I only included Berkeley in some stats on faculty composition because someone mentioned they are the "Gold Standard". But your post brings up what I think is an interesting point based on some data I saw (the data source is online on the National Center for Science and Engineering Statistics website and it is updated annually). Berkeley and W&M are two of the top public undergraduate institutions for producing graduates that go on to earn doctorates, both overall and in STEM, on a per capita basis. I think in STEM Berkeley was 2 and W&M was 3 (and some school like New Mexico Institute of Mining was #1). Overall, I think W&M was #1 and Berkeley was #2. Since the schools are so different, I think it shows that more than one type of approach can work.
Anonymous
Anonymous wrote:
Anonymous wrote:It’s actually hilarious to see the same poster again and again try to downplay the prestige of W&M. It may not be Cal Tech or Harvey Mudd but it is well above any public university in Maryland besides UMCP in terms of reputation and national recognition.

Its really weird how W&M posters say something as a positive or W&M compared to other publics, then get defensive when others post statistics stating that those positives may not be exactly factual.

The whole discussion of W&M in this thread stems from someone who stated that W&M doesn't have adjuncts or TA's teaching courses while other publics have a lot of adjuncts and TA's teaching courses.

That turned out to be statistically incorrect. So no one is downplaying W&M, they are only disproving misconceptions and myths that pro-W&M posters make while downplaying the education in other publics in the first place


What is statistically incorrect? Where did anyone say W&M didn't have any adjuncts? My claim was W&M has a higher percentage of undergraduate classes taught by tenure/tenure track faculty than most public research universities. This was correct for Virginia research universities in the most recent data I've seen. I also said TAs weren't primary instructors in courses at W&M, and that again was correct based on the most recent data. UVA, VT, GMU, VCU, and ODU all have all reported a percentage of their credit hours being taught by "Teaching Assistants" in the same report. W&M was 0%.

Other posters went on to say that TAs are never primary instructors, and they may be technically correct on nomenclature (e.g. teaching fellows), but this is not the way it is reported in anything I have seen:

USNWR: https://www.usnews.com/education/best-colleges/the-short-list-college/articles/2017-02-21/10-universities-where-tas-teach-the-most-classes . "10 Universities Where TAs Teach the Most Classes". "PERCENTAGE OF GRADUATE TAS LISTED AS A PRIMARY INSTRUCTOR (FALL 2015)" Note that UNC-CH had 20% of courses with TAs as a primary instructor in that report.

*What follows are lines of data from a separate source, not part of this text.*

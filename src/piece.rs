//! 棋子与位置定义

use serde::{Deserialize, Serialize};

use crate::constants::{BLACK_PAWN_ROW, BOARD_SIZE, WHITE_PAWN_ROW};

/// 阵营
#[derive(Debug, Clone, Copy, PartialEq, Eq, Hash, Serialize, Deserialize)]
pub enum Color {
    /// 白方（先手，位于下方 0-1 行）
    White,
    /// 黑方（后手，位于上方 6-7 行）
    Black,
}

impl Color {
    /// 获取对方阵营
    pub fn opponent(&self) -> Color {
        match self {
            Color::White => Color::Black,
            Color::Black => Color::White,
        }
    }

    /// 兵的前进方向（行号增量）
    pub fn forward(&self) -> i8 {
        match self {
            Color::White => 1,
            Color::Black => -1,
        }
    }

    /// 兵的初始行
    ///
    /// 兵是否还能走两格由当前所在行推导，不使用额外的"已移动"标记。
    pub fn pawn_row(&self) -> u8 {
        match self {
            Color::White => WHITE_PAWN_ROW,
            Color::Black => BLACK_PAWN_ROW,
        }
    }
}

/// 棋子类型
#[derive(Debug, Clone, Copy, PartialEq, Eq, Hash, Serialize, Deserialize)]
pub enum PieceKind {
    /// 王
    King,
    /// 后
    Queen,
    /// 车
    Rook,
    /// 象
    Bishop,
    /// 马
    Knight,
    /// 兵
    Pawn,
}

/// 棋子
#[derive(Debug, Clone, Copy, PartialEq, Eq, Hash, Serialize, Deserialize)]
pub struct Piece {
    pub kind: PieceKind,
    pub color: Color,
}

impl Piece {
    /// 创建新棋子
    pub fn new(kind: PieceKind, color: Color) -> Self {
        Self { kind, color }
    }

    /// 获取棋子显示的 Unicode 字符
    pub fn display_char(&self) -> char {
        match (self.kind, self.color) {
            (PieceKind::King, Color::White) => '♔',
            (PieceKind::Queen, Color::White) => '♕',
            (PieceKind::Rook, Color::White) => '♖',
            (PieceKind::Bishop, Color::White) => '♗',
            (PieceKind::Knight, Color::White) => '♘',
            (PieceKind::Pawn, Color::White) => '♙',
            (PieceKind::King, Color::Black) => '♚',
            (PieceKind::Queen, Color::Black) => '♛',
            (PieceKind::Rook, Color::Black) => '♜',
            (PieceKind::Bishop, Color::Black) => '♝',
            (PieceKind::Knight, Color::Black) => '♞',
            (PieceKind::Pawn, Color::Black) => '♟',
        }
    }
}

/// 棋盘位置
#[derive(Debug, Clone, Copy, PartialEq, Eq, Hash, Serialize, Deserialize)]
pub struct Position {
    /// 行 (0-7)，0 为白方底线
    pub row: u8,
    /// 列 (0-7)
    pub col: u8,
}

impl Position {
    /// 创建新位置
    pub fn new(row: u8, col: u8) -> Option<Self> {
        if (row as usize) < BOARD_SIZE && (col as usize) < BOARD_SIZE {
            Some(Self { row, col })
        } else {
            None
        }
    }

    /// 创建新位置（不检查边界，内部使用）
    pub const fn new_unchecked(row: u8, col: u8) -> Self {
        Self { row, col }
    }

    /// 检查位置是否在棋盘内
    pub fn is_valid(&self) -> bool {
        (self.row as usize) < BOARD_SIZE && (self.col as usize) < BOARD_SIZE
    }

    /// 获取偏移后的位置
    pub fn offset(&self, dr: i8, dc: i8) -> Option<Position> {
        let new_row = self.row as i8 + dr;
        let new_col = self.col as i8 + dc;
        if new_row >= 0
            && (new_row as usize) < BOARD_SIZE
            && new_col >= 0
            && (new_col as usize) < BOARD_SIZE
        {
            Some(Position {
                row: new_row as u8,
                col: new_col as u8,
            })
        } else {
            None
        }
    }

    /// 转换为数组索引
    pub fn to_index(&self) -> usize {
        self.row as usize * BOARD_SIZE + self.col as usize
    }

    /// 从数组索引转换
    pub fn from_index(index: usize) -> Option<Self> {
        if index < BOARD_SIZE * BOARD_SIZE {
            Some(Position {
                row: (index / BOARD_SIZE) as u8,
                col: (index % BOARD_SIZE) as u8,
            })
        } else {
            None
        }
    }
}

impl std::fmt::Display for Position {
    fn fmt(&self, f: &mut std::fmt::Formatter<'_>) -> std::fmt::Result {
        write!(f, "({}, {})", self.row, self.col)
    }
}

State of Maryland / University System of Maryland: https://www.usmd.edu/usm/adminfinance/IR/reports/USM_Faculty_Instructional_Workload_Report_2018_11_19_2018.pdf
"Other faculty (including department chairs, non-tenure track research or public service faculty, and teaching assistants) account for 6% of the credit hours produced. "

State of Virginia: "Percentage of Total Student Credit Hours Taught Institution-Wide by Faculty Type: Teaching Assistants" http://jlarc.virginia.gov/ report 450..
Anonymous
If you put aside UVA, UMD , W&M, VT, how would you rate the rest of the public options in Maryland and Virginia top to bottom in a combined list?

Not in rank order from the top of my head below:

UMBC, Towson, Salisbury, Frostburg, St. Mary's, etc.

George Mason, James Madison, VCU, Old Dominion, Mary Washington, Christopher Newport, Radford, Longwood, VMI, etc.